-- Assigned task --
Show all the lines in the data below that include the word "EventsError".

--------------------------------------------------

// Copyright (c) 2026 - present Nicholas D. Crosbie
// SPDX-License-Identifier: MIT

//! Terminal styles
//!
//! Every style is plain until [`Styles::colorize`] is called, so the same
//! rendering code produces uncolored text for pipes and tests.

use owo_colors::Style;

/// Named styles used by the reporter
#[derive(Debug, Default, Clone)]
pub struct Styles {
    /// Whether [`Styles::colorize`] has been applied
    pub is_colorized: bool,
    /// ` RUN ` tag
    pub run_tag: Style,
    /// ` PASS ` tag
    pub pass_tag: Style,
    /// ` FAIL ` tag
    pub fail_tag: Style,
    /// ` SKIP ` tag
    pub skip_tag: Style,
    /// De-emphasized text: package names, context lines, stack noise
    pub dim: Style,
    /// Passing glyphs and `expected:`
    pub success: Style,
    /// Failing glyphs, `actual  :`, the snippet pointer and panic markers
    pub failure: Style,
    /// Skipped sub-test glyphs
    pub skipped: Style,
}

impl Styles {
    /// Turn on colors
    pub fn colorize(&mut self) {
        self.is_colorized = true;
        self.run_tag = Style::new().on_bright_yellow().black().bold();
        self.pass_tag = Style::new().on_bright_green().black().bold();
        self.fail_tag = Style::new().on_bright_red().black().bold();
        self.skip_tag = Style::new().on_bright_blue().black().bold();
        self.dim = Style::new().white().dimmed();
        self.success = Style::new().bright_green().bold();
        self.failure = Style::new().bright_red().bold();
        self.skipped = Style::new().yellow().bold();
    }
}
// Copyright (c) 2026 - present Nicholas D. Crosbie
// SPDX-License-Identifier: MIT

//! `go test -json` event decoding
//!
//! Each line of the stream is either a JSON object describing a test event or
//! arbitrary text (build errors, output from tools wrapping `go test`). Text lines
//! are never dropped; they come back as [`Decoded::Passthrough`].
//!
//! # Example
//!
//! ```
//! use gotest_events::event::{Action, Decoded, decode_line};
//!
//! let line = r#"{"Action":"run","Package":"example.com/pkg","Test":"TestOne"}"#;
//! match decode_line(line).unwrap() {
//!     Decoded::Event(event) => assert_eq!(event.action, Action::Run),
//!     Decoded::Passthrough(_) => unreachable!(),
//! }
//! ```

use std::fmt;
use std::io::BufRead;
use std::str::FromStr;

use serde::Deserialize;

use crate::error::EventsError;

// ============================================================================
// Event Types
// ============================================================================

/// The kind of change an event describes
#[derive(Debug, Clone, Copy, PartialEq, Eq, Hash)]
pub enum Action {
    /// A test started
    Run,
    /// A test passed
    Pass,
    /// A test failed
    Fail,
    /// A test was skipped
    Skip,
    /// A test (or package) printed a line
    Output,
}

impl Action {
    /// The wire name of the action
    #[must_use]
    pub fn as_str(self) -> &'static str {
        match self {
            Action::Run => "run",
            Action::Pass => "pass",
            Action::Fail => "fail",
            Action::Skip => "skip",
            Action::Output => "output",
        }
    }

    /// Whether the action ends a test
    #[must_use]
    pub fn is_terminal(self) -> bool {
        matches!(self, Action::Pass | Action::Fail | Action::Skip)
    }
}

impl FromStr for Action {
    type Err = EventsError;

    fn from_str(s: &str) -> Result<Self, Self::Err> {
        match s {
            "run" => Ok(Action::Run),
            "pass" => Ok(Action::Pass),
            "fail" => Ok(Action::Fail),
            "skip" => Ok(Action::Skip),
            "output" => Ok(Action::Output),
            other => Err(EventsError::UnknownAction {
                action: other.to_string(),
            }),
        }
    }
}

impl fmt::Display for Action {
    fn fmt(&self, f: &mut fmt::Formatter<'_>) -> fmt::Result {
        f.write_str(self.as_str())
    }
}

/// One line of `go test -json` output as it appears on the wire
///
/// `Action` is kept as a string so that an unrecognized action can be told
/// apart from a line that is not an event at all.
#[derive(Debug, Clone, Deserialize)]
struct RawEvent {
    #[serde(rename = "Action")]
    action: String,
    #[serde(rename = "Package", default)]
    package: String,
    #[serde(rename = "Test", default)]
    test: String,
    #[serde(rename = "Output", default)]
    output: String,
    #[serde(rename = "Elapsed", default)]
    elapsed: Option<f64>,
}

/// A decoded test event
#[derive(Debug, Clone, PartialEq)]
pub struct TestEvent {
    /// What happened
    pub action: Action,
    /// Import path of the package the test belongs to
    pub package: String,
    /// Test name; empty for package-level events
    pub test: String,
    /// Printed text (only for [`Action::Output`])
    pub output: String,
    /// Seconds the test took (terminal events only)
    pub elapsed: Option<f64>,
}

impl TestEvent {
    /// Create an event with no output and no elapsed time
    #[must_use]
    pub fn new(action: Action, package: impl Into<String>, test: impl Into<String>) -> Self {
        Self {
            action,
            package: package.into(),
            test: test.into(),
            output: String::new(),
            elapsed: None,
        }
    }

    /// Create an [`Action::Output`] event
    #[must_use]
    pub fn output(
        package: impl Into<String>,
        test: impl Into<String>,
        output: impl Into<String>,
    ) -> Self {
        Self {
            output: output.into(),
            ..Self::new(Action::Output, package, test)
        }
    }

    /// Whether the event concerns a whole package rather than a single test
    #[must_use]
    pub fn is_package_level(&self) -> bool {
        self.test.is_empty()
    }
}

impl TryFrom<RawEvent> for TestEvent {
    type Error = EventsError;

    fn try_from(raw: RawEvent) -> Result<Self, Self::Error> {
        Ok(Self {
            action: raw.action.parse()?,
            package: raw.package,
            test: raw.test,
            output: raw.output,
            elapsed: raw.elapsed,
        })
    }
}

/// Result of decoding one input line
#[derive(Debug, Clone, PartialEq)]
pub enum Decoded {
    /// The line was a test event
    Event(TestEvent),
    /// The line was not an event and should be printed unchanged
    Passthrough(String),
}

// ============================================================================
// Decoding Functions
// ============================================================================

/// Decode a single line of the stream
///
/// Lines that are not JSON objects with a string `Action` field are returned as
/// [`Decoded::Passthrough`].
///
/// # Errors
///
/// Returns `EventsError::UnknownAction` if the line is an event whose action is
/// not one of `run`, `pass`, `fail`, `skip` or `output`.
pub fn decode_line(line: &str) -> Result<Decoded, EventsError> {
    match serde_json::from_str::<RawEvent>(line) {
        Ok(raw) => Ok(Decoded::Event(TestEvent::try_from(raw)?)),
        Err(_) => Ok(Decoded::Passthrough(line.to_string())),
    }
}

/// Parse a single line that is expected to be an event
///
/// # Errors
///
/// Returns `EventsError::JsonParse` if the JSON is invalid, or
/// `EventsError::UnknownAction` if the action is not recognized.
pub fn parse_event(json: &str) -> Result<TestEvent, EventsError> {
    let raw: RawEvent = serde_json::from_str(json)?;
    TestEvent::try_from(raw)
}

/// Iterate over the lines of a reader without losing any of them
///
/// Invalid UTF-8 is replaced rather than rejected, and a trailing `\r` is
/// stripped along with the `\n`.
pub fn lines<R: BufRead>(reader: R) -> impl Iterator<Item = Result<String, EventsError>> {
    reader.split(b'\n').map(|bytes| {
        let mut bytes = bytes?;
        if bytes.last() == Some(&b'\r') {
            bytes.pop();
        }
        Ok(String::from_utf8_lossy(&bytes).into_owned())
    })
}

--------------------------------------------------

-- Expected answer --
use crate::error::EventsError;
    type Err = EventsError;
            other => Err(EventsError::UnknownAction {
    type Error = EventsError;
/// Returns `EventsError::UnknownAction` if the line is an event whose action is
pub fn decode_line(line: &str) -> Result<Decoded, EventsError> {
/// Returns `EventsError::JsonParse` if the JSON is invalid, or
/// `EventsError::UnknownAction` if the action is not recognized.
pub fn parse_event(json: &str) -> Result<TestEvent, EventsError> {
pub fn lines<R: BufRead>(reader: R) -> impl Iterator<Item = Result<String, EventsError>> {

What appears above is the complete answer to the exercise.